Input for this task section start

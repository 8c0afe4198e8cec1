//! Scheduling and execution of transformation nodes.

mod graph;
mod node;
mod queue;
mod registry;

pub use crate::engine::graph::{ExecutionGraph, TaskDependencyContext, TransformationDependency};
pub use crate::engine::node::{NodeId, NodeInput, NodeState, TransformationNode, TransformedSubject};
pub use crate::engine::queue::{InlineQueue, Operation, OperationQueue, ParallelQueue};
pub use crate::engine::registry::{NodeSet, TransformationNodeRegistry};

pub(crate) use crate::engine::registry::identity_of;
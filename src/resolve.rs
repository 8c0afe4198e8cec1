//! Resolving many artifact sets at once.

use std::time::Instant;

use serde::Deserialize;
use tracing::Level;

use crate::engine::{InlineQueue, OperationQueue, ParallelQueue};
use crate::error::{ResolveError, TransformError};
use crate::set::ResolvedArtifactSet;
use crate::visit::{ArtifactVisitor, AsyncArtifactListener, Completion};
use crate::{AttributeSet, ComponentId, ResolvableArtifact};

/// How transformations are executed during resolution.
///
/// ```json
/// { "parallel": true, "threads": 8 }
/// ```
#[derive(Debug, Clone, PartialEq, Eq, Deserialize)]
#[serde(default, deny_unknown_fields)]
pub struct ResolveOptions {
    /// Run transformations on a thread pool instead of the calling thread.
    pub parallel: bool,
    /// Size of the thread pool, rayon picks one when unset.
    pub threads: Option<usize>,
}

impl Default for ResolveOptions {
    fn default() -> Self {
        Self {
            parallel: true,
            threads: None,
        }
    }
}

impl ResolveOptions {
    pub fn from_json(json: &str) -> Result<Self, ResolveError> {
        Ok(serde_json::from_str(json)?)
    }

    /// Builds the queue these options describe.
    pub fn queue(&self) -> Result<Box<dyn OperationQueue>, ResolveError> {
        Ok(match (self.parallel, self.threads) {
            (false, _) => Box::new(InlineQueue),
            (true, None) => Box::new(ParallelQueue::new()),
            (true, Some(threads)) => Box::new(ParallelQueue::with_threads(threads)?),
        })
    }
}

/// One artifact as rendered by a visit.
#[derive(Debug, Clone, PartialEq, Eq)]
pub struct ResolvedArtifact {
    pub display_name: ComponentId,
    pub attributes: AttributeSet,
    pub artifact: ResolvableArtifact,
}

/// Visitor that keeps everything it is shown.
#[derive(Debug, Default)]
pub struct ArtifactCollector {
    artifacts: Vec<ResolvedArtifact>,
    failures: Vec<TransformError>,
    visited: usize,
}

impl ArtifactCollector {
    pub fn artifacts(&self) -> &[ResolvedArtifact] {
        &self.artifacts
    }

    pub fn failures(&self) -> &[TransformError] {
        &self.failures
    }

    /// Number of collections which signalled their end.
    pub fn visited(&self) -> usize {
        self.visited
    }

    pub fn into_result(self) -> Result<Vec<ResolvedArtifact>, ResolveError> {
        match self.failures.into_iter().next() {
            Some(failure) => Err(failure.into()),
            None => Ok(self.artifacts),
        }
    }
}

impl ArtifactVisitor for ArtifactCollector {
    fn visit_artifact(
        &mut self,
        display_name: &ComponentId,
        attributes: &AttributeSet,
        artifact: &ResolvableArtifact,
    ) {
        self.artifacts.push(ResolvedArtifact {
            display_name: display_name.clone(),
            attributes: attributes.clone(),
            artifact: artifact.clone(),
        });
    }

    fn visit_failure(&mut self, failure: TransformError) {
        self.failures.push(failure);
    }

    fn end_visit_collection(&mut self, _: &dyn ResolvedArtifactSet) {
        self.visited += 1;
    }
}

/// Resolves the contents of `sets`.
///
/// Every set is started before the queue is waited on, so independent
/// transformations can run side by side. The sets are then rendered in the
/// order given. A failing set does not stop the others from being rendered,
/// the first failure is returned once all of them were.
pub fn resolve_artifacts(
    sets: &[&dyn ResolvedArtifactSet],
    queue: &dyn OperationQueue,
    listener: &mut dyn AsyncArtifactListener,
) -> Result<Vec<ResolvedArtifact>, ResolveError> {
    let span = tracing::span!(Level::INFO, "resolve", sets = sets.len());
    let _enter = span.enter();
    let start = Instant::now();

    let completions: Vec<Completion> = sets
        .iter()
        .map(|set| set.start_visit(queue, &mut *listener))
        .collect();

    queue.wait_for_completion();

    let mut collector = ArtifactCollector::default();
    for completion in completions {
        completion.visit(&mut collector);
    }

    match collector.failures.len() {
        0 => tracing::info!(
            "resolved {} artifact(s) in {:.2?}",
            collector.artifacts.len(),
            start.elapsed()
        ),
        n => tracing::warn!("resolution finished with {} failure(s)", n),
    }

    collector.into_result()
}
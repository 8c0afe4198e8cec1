//! The two-phase visitation protocol.
//!
//! Visiting an artifact set happens in two steps. [`start_visit`] asks the
//! listener whether contents are needed and, if so, kicks off whatever work
//! producing them takes. It hands back a [`Completion`] which, once that work
//! had a chance to run, renders the results to an [`ArtifactVisitor`].
//! Splitting the two lets a consumer start every set before waiting on any.
//!
//! [`start_visit`]: crate::ResolvedArtifactSet::start_visit

use crate::error::TransformError;
use crate::set::ResolvedArtifactSet;
use crate::{AttributeSet, ComponentId, ResolvableArtifact};

/// Whether a visit needs the artifacts themselves.
#[derive(Debug, Clone, Copy, PartialEq, Eq)]
pub enum VisitType {
    /// Artifact files are needed, transformations have to run.
    Contents,
    /// Only the structure is needed, nothing gets executed.
    NoContents,
}

/// Consulted once per set at the start of a visit.
pub trait AsyncArtifactListener {
    fn prepare_for_visit(&mut self, source: &dyn ResolvedArtifactSet) -> VisitType;
}

impl AsyncArtifactListener for VisitType {
    fn prepare_for_visit(&mut self, _: &dyn ResolvedArtifactSet) -> VisitType {
        *self
    }
}

/// Receives the results of a visit.
pub trait ArtifactVisitor {
    fn visit_artifact(
        &mut self,
        display_name: &ComponentId,
        attributes: &AttributeSet,
        artifact: &ResolvableArtifact,
    );

    fn visit_failure(&mut self, failure: TransformError);

    /// Called once a set has rendered everything it had to render.
    fn end_visit_collection(&mut self, _source: &dyn ResolvedArtifactSet) {}
}

/// The deferred second phase of a visit.
#[must_use = "a completion does nothing unless visited"]
pub struct Completion<'a>(Box<dyn FnOnce(&mut dyn ArtifactVisitor) + 'a>);

impl<'a> Completion<'a> {
    pub fn new<F>(render: F) -> Self
    where
        F: FnOnce(&mut dyn ArtifactVisitor) + 'a,
    {
        Self(Box::new(render))
    }

    /// A completion that renders nothing but still closes the collection.
    pub fn empty(source: &'a dyn ResolvedArtifactSet) -> Self {
        Self::new(move |visitor| visitor.end_visit_collection(source))
    }

    pub fn visit(self, visitor: &mut dyn ArtifactVisitor) {
        (self.0)(visitor)
    }
}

Input for this task section end

**Task statement:** Only lines with the word "span" should be collected from the material.

**Completed exercise:**
    let span = tracing::span!(Level::INFO, "resolve", sets = sets.len());
    let _enter = span.enter();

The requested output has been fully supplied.